Editing - Scriptshadow.net's Amateur showdown Tilly Edition. Want edits? Go to finalbossediting.com
VOTE: THE GRID
Tilly Willy
L - doesn't indicate the direction this would go, so leaning against this. Want a hint of how it's going to play out.
Blood Law
L - good contrasting ideas in the LL but there's not even a hint as to how those tie together in a cohesive way.
The Gateway
L - having a random magical hell door seems a bit coincidental. Why these people? Is it just they're Christian?
L - the progressive couple doesn't feel like it overlaps with a demon door (it does overlap a little with conservative parents, but the demon door doesn't fit)
The GRID:
L - There is a connection in the logline - the concept seems cool.
P1 - A little purple prose, but we start with "movement" so I'm in so far.
P1 - "What you found" - setting up a mystery box, and getting a sense of urgency from the action of the scene.
P1 - Third dialog feels a little clunky - You better tell me. -- Tell me.
P1 - We are getting a lot of sentence fragments, I don't mind it yet, but just be sure they're not carrying too much of the drama.
P2 - Intro to newsdash feels like it could be trimmed.
P2 - Verbal doubling in "Employees crisscross" // all the motion -- just mention once, and trust the reader will get it.
P2 - Dialog feels a little fatty - again while running.
P3 - The dialog is so "snappy" it's losing some CLARITY which I feel is a bad trade, however, I like the fact that the scene turns from Tory being in control to her being under Nick's sawy.
P3 - We've had a timeline per page at this point - I am not sure when the present moment is. Is there any way to avoid jumping around so much. I just wanna see the story.
P6 - This does not need to be a flashback. Trust the good work you've done in establishing that nick is smart - Just stay in scene and give us the video
P6 - I wanna see how Tori's awesome composure looks from the outside. Don't just rely on the actors to figure out how to portray this interior thought. Actually give some ideas.
The WELL:
L - My concern with the logline here is that there's no clear goal. Think of up. That had "get to the adventure island goal." This suggests that the protagonist might be more reactive which hurt drama.
P0 - Perhaps cut the first draft mention?
P1 - Preface - this feels like it belongs in a book, not a screenplay. If you do want to keep it, be sure to NOTATE HOW THIS WILL LOOK ON SCREEN.

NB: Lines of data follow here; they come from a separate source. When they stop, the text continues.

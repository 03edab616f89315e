//! Mailbox board state: an 8x8 grid of optional pieces plus the
//! en-passant target and the move counters.

use itertools::{iproduct, Itertools};
use once_cell::sync::Lazy;

use crate::movegen::generate_raw_moves;
use crate::types::{ChessError, Color, Piece, PieceType, Square};

pub const STARTING_POSITION_FEN: &str = "rnbqkbnr/pppppppp/8/8/8/8/PPPPPPPP/RNBQKBNR w KQkq - 0 1";

static STARTING_BOARD: Lazy<Board> = Lazy::new(|| {
    Board::from_fen(STARTING_POSITION_FEN)
        .map(|(board, _)| board)
        .expect("starting FEN is always valid")
});

/// File the king starts on.
pub const KING_HOME_FILE: u8 = 4;
pub const KINGSIDE_ROOK_FILE: u8 = 7;
pub const QUEENSIDE_ROOK_FILE: u8 = 0;

#[derive(Debug, Clone, PartialEq, Eq)]
pub struct Board {
    /// Indexed as `grid[rank][file]`
    grid: [[Option<Piece>; 8]; 8],
    /// Square a pawn skipped over on the previous half-move, if it double pushed
    pub en_passant_target: Option<Square>,
    // number of half moves since last capture or pawn advance
    pub halfmove_clock: u32,
    // Starts at 1, and gets incremented after every black move
    pub fullmove_number: u32,
}

impl Default for Board {
    fn default() -> Self {
        Self::new()
    }
}

impl Board {
    /// The standard initial placement.
    pub fn new() -> Self {
        STARTING_BOARD.clone()
    }

    pub fn empty() -> Self {
        Board {
            grid: [[None; 8]; 8],
            en_passant_target: None,
            halfmove_clock: 0,
            fullmove_number: 1,
        }
    }

    /// Build a board from a FEN string, returning it with the side to move.
    ///
    /// The castling field is translated into `has_moved` flags: a king or rook
    /// on its home square counts as unmoved only if a matching right is listed.
    pub fn from_fen(fen_string: &str) -> Result<(Board, Color), ChessError> {
        let invalid = || ChessError::InvalidFen(fen_string.to_string());

        let parts: Vec<&str> = fen_string.split_whitespace().collect();
        if parts.len() != 6 {
            return Err(invalid());
        }

        let mut board = Board::empty();
        let mut rank: i8 = 7;
        let mut file: i8 = 0;
        for piece_char in parts[0].chars() {
            if let Some(digit) = piece_char.to_digit(10) {
                if digit == 0 {
                    return Err(invalid());
                }
                file += digit as i8;
            } else if piece_char == '/' {
                if file != 8 {
                    return Err(invalid());
                }
                rank -= 1;
                file = 0;
            } else {
                let piece = Piece::from_fen_char(piece_char).ok_or_else(invalid)?;
                let sq = Square::try_new(rank, file).ok_or_else(invalid)?;
                board.set(sq, Some(piece));
                file += 1;
            }
            if file > 8 {
                return Err(invalid());
            }
        }
        if rank != 0 || file != 8 {
            return Err(invalid());
        }

        let active_color = parts[1]
            .chars()
            .next()
            .filter(|_| parts[1].len() == 1)
            .and_then(Color::from_char)
            .ok_or_else(invalid)?;

        let castling = parts[2];
        if castling != "-" && !castling.chars().all(|c| "KQkq".contains(c)) {
            return Err(invalid());
        }
        if castling.chars().duplicates().next().is_some() {
            return Err(invalid());
        }
        board.mark_moved_from_castling(castling);

        board.en_passant_target = match parts[3] {
            "-" => None,
            sq => Some(Square::from_algebraic(sq).map_err(|_| invalid())?),
        };
        board.halfmove_clock = parts[4].parse().map_err(|_| invalid())?;
        board.fullmove_number = parts[5].parse().map_err(|_| invalid())?;
        if board.fullmove_number == 0 {
            return Err(invalid());
        }

        Ok((board, active_color))
    }

    fn mark_moved_from_castling(&mut self, castling: &str) {
        for (sq, piece) in self.grid_mut() {
            let Some(piece) = piece else { continue };
            let home_rank = piece.color.back_rank();
            let (kingside, queenside) = match piece.color {
                Color::White => (castling.contains('K'), castling.contains('Q')),
                Color::Black => (castling.contains('k'), castling.contains('q')),
            };
            piece.has_moved = match piece.piece_type {
                PieceType::Pawn => sq.rank != piece.color.pawn_starting_rank(),
                PieceType::King => {
                    !(sq.rank == home_rank && sq.file == KING_HOME_FILE && (kingside || queenside))
                }
                PieceType::Rook => {
                    let unmoved_kingside = kingside && sq.file == KINGSIDE_ROOK_FILE;
                    let unmoved_queenside = queenside && sq.file == QUEENSIDE_ROOK_FILE;
                    !(sq.rank == home_rank && (unmoved_kingside || unmoved_queenside))
                }
                _ => false,
            };
        }
    }

    pub fn to_fen(&self, side_to_move: Color) -> String {
        let mut placement = String::new();
        for rank in (0..8).rev() {
            let mut empty = 0;
            for file in 0..8 {
                match self.grid[rank][file] {
                    Some(piece) => {
                        if empty > 0 {
                            placement.push_str(&empty.to_string());
                            empty = 0;
                        }
                        placement.push(piece.to_fen_char());
                    }
                    None => empty += 1,
                }
            }
            if empty > 0 {
                placement.push_str(&empty.to_string());
            }
            if rank > 0 {
                placement.push('/');
            }
        }

        let mut castling = String::new();
        for color in [Color::White, Color::Black] {
            for (rook_file, letter) in [(KINGSIDE_ROOK_FILE, 'K'), (QUEENSIDE_ROOK_FILE, 'Q')] {
                if self.castling_pieces_unmoved(color, rook_file) {
                    castling.push(match color {
                        Color::White => letter,
                        Color::Black => letter.to_ascii_lowercase(),
                    });
                }
            }
        }
        if castling.is_empty() {
            castling.push('-');
        }

        let en_passant = self
            .en_passant_target
            .map(|sq| sq.to_algebraic())
            .unwrap_or_else(|| "-".to_string());
        let active = match side_to_move {
            Color::White => 'w',
            Color::Black => 'b',
        };

        format!(
            "{placement} {active} {castling} {en_passant} {} {}",
            self.halfmove_clock, self.fullmove_number
        )
    }

    /// King on its home square and the rook in the given corner, neither moved.
    pub(crate) fn castling_pieces_unmoved(&self, color: Color, rook_file: u8) -> bool {
        let rank = color.back_rank();
        let is_unmoved = |file: u8, piece_type: PieceType| {
            self.piece_at(Square::new(rank, file))
                .is_some_and(|p| p.color == color && p.piece_type == piece_type && !p.has_moved)
        };
        is_unmoved(KING_HOME_FILE, PieceType::King) && is_unmoved(rook_file, PieceType::Rook)
    }

    /// Piece at signed coordinates. Off-board coordinates read as empty.
    pub fn get(&self, rank: i8, file: i8) -> Option<Piece> {
        Square::try_new(rank, file).and_then(|sq| self.piece_at(sq))
    }

    pub fn piece_at(&self, sq: Square) -> Option<Piece> {
        self.grid[sq.rank as usize][sq.file as usize]
    }

    pub(crate) fn piece_at_mut(&mut self, sq: Square) -> Option<&mut Piece> {
        self.grid[sq.rank as usize][sq.file as usize].as_mut()
    }

    pub fn set(&mut self, sq: Square, piece: Option<Piece>) {
        self.grid[sq.rank as usize][sq.file as usize] = piece;
    }

    /// Remove and return the piece on `sq`.
    pub(crate) fn take(&mut self, sq: Square) -> Option<Piece> {
        self.grid[sq.rank as usize][sq.file as usize].take()
    }

    /// All 64 squares, rank by rank from a1.
    pub fn squares() -> impl Iterator<Item = Square> {
        iproduct!(0..8u8, 0..8u8).map(|(rank, file)| Square { rank, file })
    }

    /// Every occupied square holding a piece of `color`.
    pub fn pieces(&self, color: Color) -> impl Iterator<Item = (Square, Piece)> + '_ {
        Board::squares().filter_map(move |sq| {
            self.piece_at(sq)
                .filter(|p| p.color == color)
                .map(|p| (sq, p))
        })
    }

    fn grid_mut(&mut self) -> impl Iterator<Item = (Square, &mut Option<Piece>)> + '_ {
        self.grid.iter_mut().enumerate().flat_map(|(rank, row)| {
            row.iter_mut()
                .enumerate()
                .map(move |(file, cell)| (Square::new(rank as u8, file as u8), cell))
        })
    }

    /// Location of `color`'s king. Reachable positions always have one.
    pub fn find_king(&self, color: Color) -> Option<Square> {
        self.pieces(color)
            .find(|(_, p)| p.piece_type == PieceType::King)
            .map(|(sq, _)| sq)
    }

    /// Whether any piece of `by_color` threatens `sq`.
    ///
    /// Brute force: generates the attack-mode moves of every piece of that
    /// color and looks for one landing on `sq`.
    pub fn is_attacked(&self, sq: Square, by_color: Color) -> bool {
        self.pieces(by_color).any(|(from, _)| {
            generate_raw_moves(self, from, true)
                .iter()
                .any(|m| m.to == sq)
        })
    }

    /// Text diagram with rank 8 on top.
    pub fn draw_board(&self, unicode: bool) -> String {
        let mut string = String::new();
        for rank in (0..8).rev() {
            string.push((b'1' + rank) as char);
            for file in 0..8 {
                string.push(' ');
                match self.piece_at(Square::new(rank, file)) {
                    Some(p) if unicode => string.push_str(p.to_symbol()),
                    Some(p) => string.push(p.to_fen_char()),
                    None => string.push('.'),
                }
            }
            string.push('\n');
        }
        string.push_str("  a b c d e f g h\n");
        string
    }
}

P1 - This is heavily written - I would drasctically trim this p1 to the bare bones, keep one or two of these great details, and let the set designer fill in the rest.

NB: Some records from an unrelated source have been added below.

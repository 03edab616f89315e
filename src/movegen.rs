//! Pseudo-legal move generation for a single square.
//!
//! We define a pseudo-legal move to be a move that obeys the piece move
//! directions, stays on the board, does not skip over pieces, etc, but does
//! not check whether the mover's own king is left attacked.

use crate::board::{Board, KINGSIDE_ROOK_FILE, KING_HOME_FILE, QUEENSIDE_ROOK_FILE};
use crate::types::{Color, Move, Piece, PieceType, SpecialMove, Square};

const KNIGHT_OFFSETS: [(i8, i8); 8] = [
    (-2, -1),
    (-2, 1),
    (-1, -2),
    (-1, 2),
    (1, -2),
    (1, 2),
    (2, -1),
    (2, 1),
];

const KING_OFFSETS: [(i8, i8); 8] = [
    (-1, -1),
    (-1, 0),
    (-1, 1),
    (0, -1),
    (0, 1),
    (1, -1),
    (1, 0),
    (1, 1),
];

const BISHOP_DIRECTIONS: [(i8, i8); 4] = [(-1, -1), (-1, 1), (1, -1), (1, 1)];
const ROOK_DIRECTIONS: [(i8, i8); 4] = [(-1, 0), (1, 0), (0, -1), (0, 1)];

// Files that must be empty, and files the king occupies on its way, per side.
const KINGSIDE_BETWEEN: [u8; 2] = [5, 6];
const KINGSIDE_PATH: [u8; 3] = [4, 5, 6];
const QUEENSIDE_BETWEEN: [u8; 3] = [1, 2, 3];
const QUEENSIDE_PATH: [u8; 3] = [2, 3, 4];

/// Outcome of looking at a target square: either the piece can land there
/// (possibly capturing), or it cannot.
enum PotentialMove {
    Valid(Option<Piece>),
    Invalid,
}

impl PotentialMove {
    fn continue_search_in_direction(&self) -> bool {
        match self {
            PotentialMove::Invalid => false,
            PotentialMove::Valid(Some(_)) => false,
            PotentialMove::Valid(None) => true,
        }
    }
}

fn check_move_target(board: &Board, piece: &Piece, candidate: Square) -> PotentialMove {
    match board.piece_at(candidate) {
        Some(other) if other.color == piece.color => PotentialMove::Invalid,
        other => PotentialMove::Valid(other),
    }
}

/// Pseudo-legal moves of the piece on `from`; empty if the square is empty.
///
/// With `for_attack` set only threats are produced: pawn pushes and castling
/// are left out, and pawns report both forward diagonals whether or not
/// anything stands there. This is the mode [`Board::is_attacked`] uses.
pub fn generate_raw_moves(board: &Board, from: Square, for_attack: bool) -> Vec<Move> {
    let Some(piece) = board.piece_at(from) else {
        return vec![];
    };

    match piece.piece_type {
        PieceType::Pawn => {
            if for_attack {
                pawn_observed_squares(from, &piece)
            } else {
                let mut pushes = pawn_pushes(board, from, &piece);
                pushes.append(&mut pawn_captures(board, from, &piece));
                pushes
            }
        }
        PieceType::Knight => step_moves(board, from, &piece, &KNIGHT_OFFSETS),
        PieceType::Bishop => sliding_moves(board, from, &piece, &BISHOP_DIRECTIONS),
        PieceType::Rook => sliding_moves(board, from, &piece, &ROOK_DIRECTIONS),
        PieceType::Queen => {
            let mut bishop = sliding_moves(board, from, &piece, &BISHOP_DIRECTIONS);
            bishop.append(&mut sliding_moves(board, from, &piece, &ROOK_DIRECTIONS));
            bishop
        }
        PieceType::King => {
            let mut moves = step_moves(board, from, &piece, &KING_OFFSETS);
            if !for_attack && !piece.has_moved {
                for special in [SpecialMove::CastleKingside, SpecialMove::CastleQueenside] {
                    if can_castle(board, from, piece.color, special) {
                        let file_delta = if special == SpecialMove::CastleKingside { 2 } else { -2 };
                        if let Some(to) = from.offset(0, file_delta) {
                            moves.push(Move::new(from, to, special));
                        }
                    }
                }
            }
            moves
        }
    }
}

/// Squares the pawn *could* capture on if there is a piece there
fn pawn_observed_squares(from: Square, piece: &Piece) -> Vec<Move> {
    [-1, 1]
        .into_iter()
        .filter_map(|file_delta| from.offset(piece.color.forward(), file_delta))
        .map(|to| Move::new(from, to, SpecialMove::None))
        .collect()
}

/// Diagonal captures, including en passant
fn pawn_captures(board: &Board, from: Square, piece: &Piece) -> Vec<Move> {
    let mut moves: Vec<Move> = vec![];
    for m in pawn_observed_squares(from, piece) {
        match board.piece_at(m.to) {
            Some(target) if target.color != piece.color => moves.push(m),
            Some(_) => {}
            None if is_en_passant_capture(board, from, m.to, piece) => {
                moves.push(Move::new(from, m.to, SpecialMove::EnPassant))
            }
            None => {}
        }
    }
    moves
}

/// `to` is the en-passant target and the pawn that skipped over it stands
/// beside the capturing pawn.
fn is_en_passant_capture(board: &Board, from: Square, to: Square, piece: &Piece) -> bool {
    if board.en_passant_target != Some(to) {
        return false;
    }
    board
        .piece_at(Square::new(from.rank, to.file))
        .is_some_and(|p| p.piece_type == PieceType::Pawn && p.color != piece.color)
}

fn pawn_pushes(board: &Board, from: Square, piece: &Piece) -> Vec<Move> {
    let mut moves: Vec<Move> = vec![];
    let forward = piece.color.forward();

    // move one square forward, requires no piece there
    let Some(one_step) = from.offset(forward, 0) else {
        return moves;
    };
    if board.piece_at(one_step).is_some() {
        return moves;
    }
    moves.push(Move::new(from, one_step, SpecialMove::None));

    // from the starting rank, with both squares in front free
    if from.rank == piece.color.pawn_starting_rank() {
        if let Some(two_step) = one_step.offset(forward, 0) {
            if board.piece_at(two_step).is_none() {
                moves.push(Move::new(from, two_step, SpecialMove::DoublePush));
            }
        }
    }
    moves
}

/// Knight and king steps: fixed offsets, landing on empty or enemy squares.
fn step_moves(board: &Board, from: Square, piece: &Piece, offsets: &[(i8, i8)]) -> Vec<Move> {
    offsets
        .iter()
        .filter_map(|&(rank_delta, file_delta)| from.offset(rank_delta, file_delta))
        .filter(|&to| matches!(check_move_target(board, piece, to), PotentialMove::Valid(_)))
        .map(|to| Move::new(from, to, SpecialMove::None))
        .collect()
}

/// Ray-cast along each direction until the edge, an own piece (excluded) or
/// an enemy piece (included).
fn sliding_moves(
    board: &Board,
    from: Square,
    piece: &Piece,
    directions: &[(i8, i8)],
) -> Vec<Move> {
    let mut moves: Vec<Move> = vec![];
    for &(rank_delta, file_delta) in directions {
        let mut candidate = from.offset(rank_delta, file_delta);
        while let Some(to) = candidate {
            let potential_move = check_move_target(board, piece, to);
            if let PotentialMove::Valid(_) = potential_move {
                moves.push(Move::new(from, to, SpecialMove::None));
            }
            if !potential_move.continue_search_in_direction() {
                break;
            }
            candidate = to.offset(rank_delta, file_delta);
        }
    }
    moves
}

/// Whether the king on `king_square` may castle towards `side`.
///
/// Requires the king on its home square and unmoved, the rook in that corner
/// unmoved, every square between them empty, and none of the squares the
/// king stands on, crosses or lands on attacked by the opponent.
pub fn can_castle(board: &Board, king_square: Square, color: Color, side: SpecialMove) -> bool {
    let rank = color.back_rank();
    if king_square != Square::new(rank, KING_HOME_FILE) {
        return false;
    }

    let (rook_file, between, king_path): (u8, &[u8], &[u8]) = match side {
        SpecialMove::CastleKingside => (KINGSIDE_ROOK_FILE, &KINGSIDE_BETWEEN[..], &KINGSIDE_PATH[..]),
        SpecialMove::CastleQueenside => {
            (QUEENSIDE_ROOK_FILE, &QUEENSIDE_BETWEEN[..], &QUEENSIDE_PATH[..])
        }
        _ => return false,
    };

    if !board.castling_pieces_unmoved(color, rook_file) {
        return false;
    }
    if between
        .iter()
        .any(|&file| board.piece_at(Square::new(rank, file)).is_some())
    {
        return false;
    }
    let opponent = color.other_color();
    !king_path
        .iter()
        .any(|&file| board.is_attacked(Square::new(rank, file), opponent))
}

#[cfg(test)]
mod tests {
    use super::*;
    use pretty_assertions::assert_eq;

    fn sq(s: &str) -> Square {
        Square::from_algebraic(s).unwrap()
    }

    fn board(fen: &str) -> Board {
        Board::from_fen(fen).unwrap().0
    }

    fn destinations(moves: &[Move]) -> Vec<String> {
        let mut v: Vec<String> = moves.iter().map(|m| m.to.to_algebraic()).collect();
        v.sort();
        v
    }

    #[test]
    fn empty_square_has_no_moves() {
        assert!(generate_raw_moves(&Board::new(), sq("e4"), false).is_empty());
        assert!(generate_raw_moves(&Board::new(), sq("e4"), true).is_empty());
    }

    #[test]
    fn starting_pawn_and_knight() {
        let b = Board::new();
        let pawn = generate_raw_moves(&b, sq("e2"), false);
        assert_eq!(destinations(&pawn), vec!["e3", "e4"]);
        assert_eq!(pawn[1].special, SpecialMove::DoublePush);

        let knight = generate_raw_moves(&b, sq("g1"), false);
        assert_eq!(destinations(&knight), vec!["f3", "h3"]);

        // boxed in
        assert!(generate_raw_moves(&b, sq("a1"), false).is_empty());
        assert!(generate_raw_moves(&b, sq("d1"), false).is_empty());
        assert!(generate_raw_moves(&b, sq("e1"), false).is_empty());
    }

    #[test]
    fn pawn_attack_mode_reports_diagonals_only() {
        let b = Board::new();
        assert_eq!(destinations(&generate_raw_moves(&b, sq("e2"), true)), vec!["d3", "f3"]);
        assert_eq!(destinations(&generate_raw_moves(&b, sq("a7"), true)), vec!["b6"]);
    }

    #[test]
    fn pawn_blocked_and_captures() {
        // . . . . k . . .
        // . . . . . . . .
        // . . . . . . . .
        // . . . . . . . .
        // . . . . . . . .
        // . . . p n . . .
        // . . . . P . . .
        // . . . . K . . .
        let b = board("4k3/8/8/8/8/3pn3/4P3/4K3 w - - 0 1");
        let moves = generate_raw_moves(&b, sq("e2"), false);
        assert_eq!(destinations(&moves), vec!["d3"]);

        // double push blocked on the far square
        let b = board("4k3/8/8/8/4n3/8/4P3/4K3 w - - 0 1");
        assert_eq!(destinations(&generate_raw_moves(&b, sq("e2"), false)), vec!["e3"]);
    }

    #[test]
    fn black_pawn_moves_down() {
        let b = Board::new();
        assert_eq!(destinations(&generate_raw_moves(&b, sq("d7"), false)), vec!["d5", "d6"]);
    }

    #[test]
    fn no_double_push_off_start_rank() {
        let b = board("4k3/8/8/8/8/4P3/8/4K3 w - - 0 1");
        assert_eq!(destinations(&generate_raw_moves(&b, sq("e3"), false)), vec!["e4"]);
    }

    #[test]
    fn en_passant_needs_adjacent_target() {
        let b = board("4k3/8/8/3pP3/8/8/8/4K3 w - d6 0 2");
        let moves = generate_raw_moves(&b, sq("e5"), false);
        assert_eq!(destinations(&moves), vec!["d6", "e6"]);
        let ep = moves.iter().find(|m| m.to == sq("d6")).unwrap();
        assert_eq!(ep.special, SpecialMove::EnPassant);

        // same pawns, no target
        let b = board("4k3/8/8/3pP3/8/8/8/4K3 w - - 0 2");
        assert_eq!(destinations(&generate_raw_moves(&b, sq("e5"), false)), vec!["e6"]);

        // target not diagonally adjacent to this pawn
        let b = board("4k3/8/8/1p2P3/8/8/8/4K3 w - b6 0 2");
        assert_eq!(destinations(&generate_raw_moves(&b, sq("e5"), false)), vec!["e6"]);
    }

    #[test]
    fn knight_in_corner_and_center() {
        let b = board("4k3/8/8/8/3N4/8/8/N3K3 w - - 0 1");
        assert_eq!(generate_raw_moves(&b, sq("d4"), false).len(), 8);
        assert_eq!(destinations(&generate_raw_moves(&b, sq("a1"), false)), vec!["b3", "c2"]);
    }

    #[test]
    fn sliders_on_open_board() {
        let b = board("4k3/8/8/8/3Q4/8/8/4K3 w - - 0 1");
        assert_eq!(generate_raw_moves(&b, sq("d4"), false).len(), 27);

        let b = board("4k3/8/8/8/3R4/8/8/4K3 w - - 0 1");
        assert_eq!(generate_raw_moves(&b, sq("d4"), false).len(), 14);

        let b = board("4k3/8/8/8/3B4/8/8/4K3 w - - 0 1");
        assert_eq!(generate_raw_moves(&b, sq("d4"), false).len(), 13);
    }

    #[test]
    fn rook_stops_at_blockers() {
        // own piece on d6 excluded, enemy on f4 included
        let b = board("4k3/8/3P4/8/3R1n2/8/8/4K3 w - - 0 1");
        let moves = generate_raw_moves(&b, sq("d4"), false);
        assert_eq!(
            destinations(&moves),
            vec!["a4", "b4", "c4", "d1", "d2", "d3", "d5", "e4", "f4"]
        );
    }

    #[test]
    fn king_steps() {
        let b = board("4k3/8/8/8/8/8/3p4/4K3 w - - 0 1");
        let moves = generate_raw_moves(&b, sq("e1"), false);
        assert_eq!(destinations(&moves), vec!["d1", "d2", "e2", "f1", "f2"]);
    }

    #[test]
    fn castling_both_sides() {
        let b = board("r3k2r/8/8/8/8/8/8/R3K2R w KQkq - 0 1");
        let moves = generate_raw_moves(&b, sq("e1"), false);
        let castles: Vec<&Move> = moves.iter().filter(|m| m.special.is_castle()).collect();
        assert_eq!(castles.len(), 2);
        assert!(moves
            .iter()
            .any(|m| m.to == sq("g1") && m.special == SpecialMove::CastleKingside));
        assert!(moves
            .iter()
            .any(|m| m.to == sq("c1") && m.special == SpecialMove::CastleQueenside));

        // never in attack mode
        let attacks = generate_raw_moves(&b, sq("e1"), true);
        assert!(attacks.iter().all(|m| !m.special.is_castle()));
    }

    #[test]
    fn castling_blocked_by_pieces_and_attacks() {
        // knight on b1 blocks queenside only
        let b = board("r3k2r/8/8/8/8/8/8/RN2K2R w KQkq - 0 1");
        assert!(can_castle(&b, sq("e1"), Color::White, SpecialMove::CastleKingside));
        assert!(!can_castle(&b, sq("e1"), Color::White, SpecialMove::CastleQueenside));

        // b1 attacked is fine for queenside, d1 attacked is not
        let b = board("1r2k3/8/8/8/8/8/8/R3K3 w Q - 0 1");
        assert!(can_castle(&b, sq("e1"), Color::White, SpecialMove::CastleQueenside));
        let b = board("3rk3/8/8/8/8/8/8/R3K3 w Q - 0 1");
        assert!(!can_castle(&b, sq("e1"), Color::White, SpecialMove::CastleQueenside));

        // a pawn covering f1 from e2 prevents kingside castling
        let b = board("4k3/8/8/8/8/8/4p3/4K2R w K - 0 1");
        assert!(!can_castle(&b, sq("e1"), Color::White, SpecialMove::CastleKingside));
    }

    #[test]
    fn castling_black() {
        let b = board("r3k2r/8/8/8/8/8/8/4K3 b kq - 0 1");
        let moves = generate_raw_moves(&b, sq("e8"), false);
        assert!(moves.contains(&Move::new(sq("e8"), sq("g8"), SpecialMove::CastleKingside)));
        assert!(moves.contains(&Move::new(sq("e8"), sq("c8"), SpecialMove::CastleQueenside)));
    }
}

P1 - The self flagellation should be mentioned ASAP - para 2 if possible
P1 - How do we SHOW this deep sorrow. Maybe he beats himself too? OR do they touch foreheads? And how do we indicate routine.
P1 - SFX should be all caps
P2 - Again the action lines should be trimmed by 50-70%
P1-2 - the sluglines seem oddly setup - I'd try to order these correctly.
P2 - Fatima's dialog varies between extremely mystical and clipped to overly long and descriptive.
P3 - This have a child thing feels like a non-sequitur. I kind of get it's this couple's shorthand, but it happened earlier, and it feels like this scene is wandering too much.
P4 - The transition between exposition points is rough, and making the dialogue feel on the nose. The sad part is, it's stopping you from setting up these great lines.
P4 - Beware early flashbacks. I can't say whether this is going to be a deal breaker, but it definitely makes your job harder, cause the reader is guessing whether that first scene was a teaser or what?
P4 - Don't get too into the character's appearance - remember we'll have actors. It's usually more effective to give a detail or two about appearance and focus more on stuff like clothes since that implies who they are.
P4 - The song should be formatted as dialogue cause that's waht it is.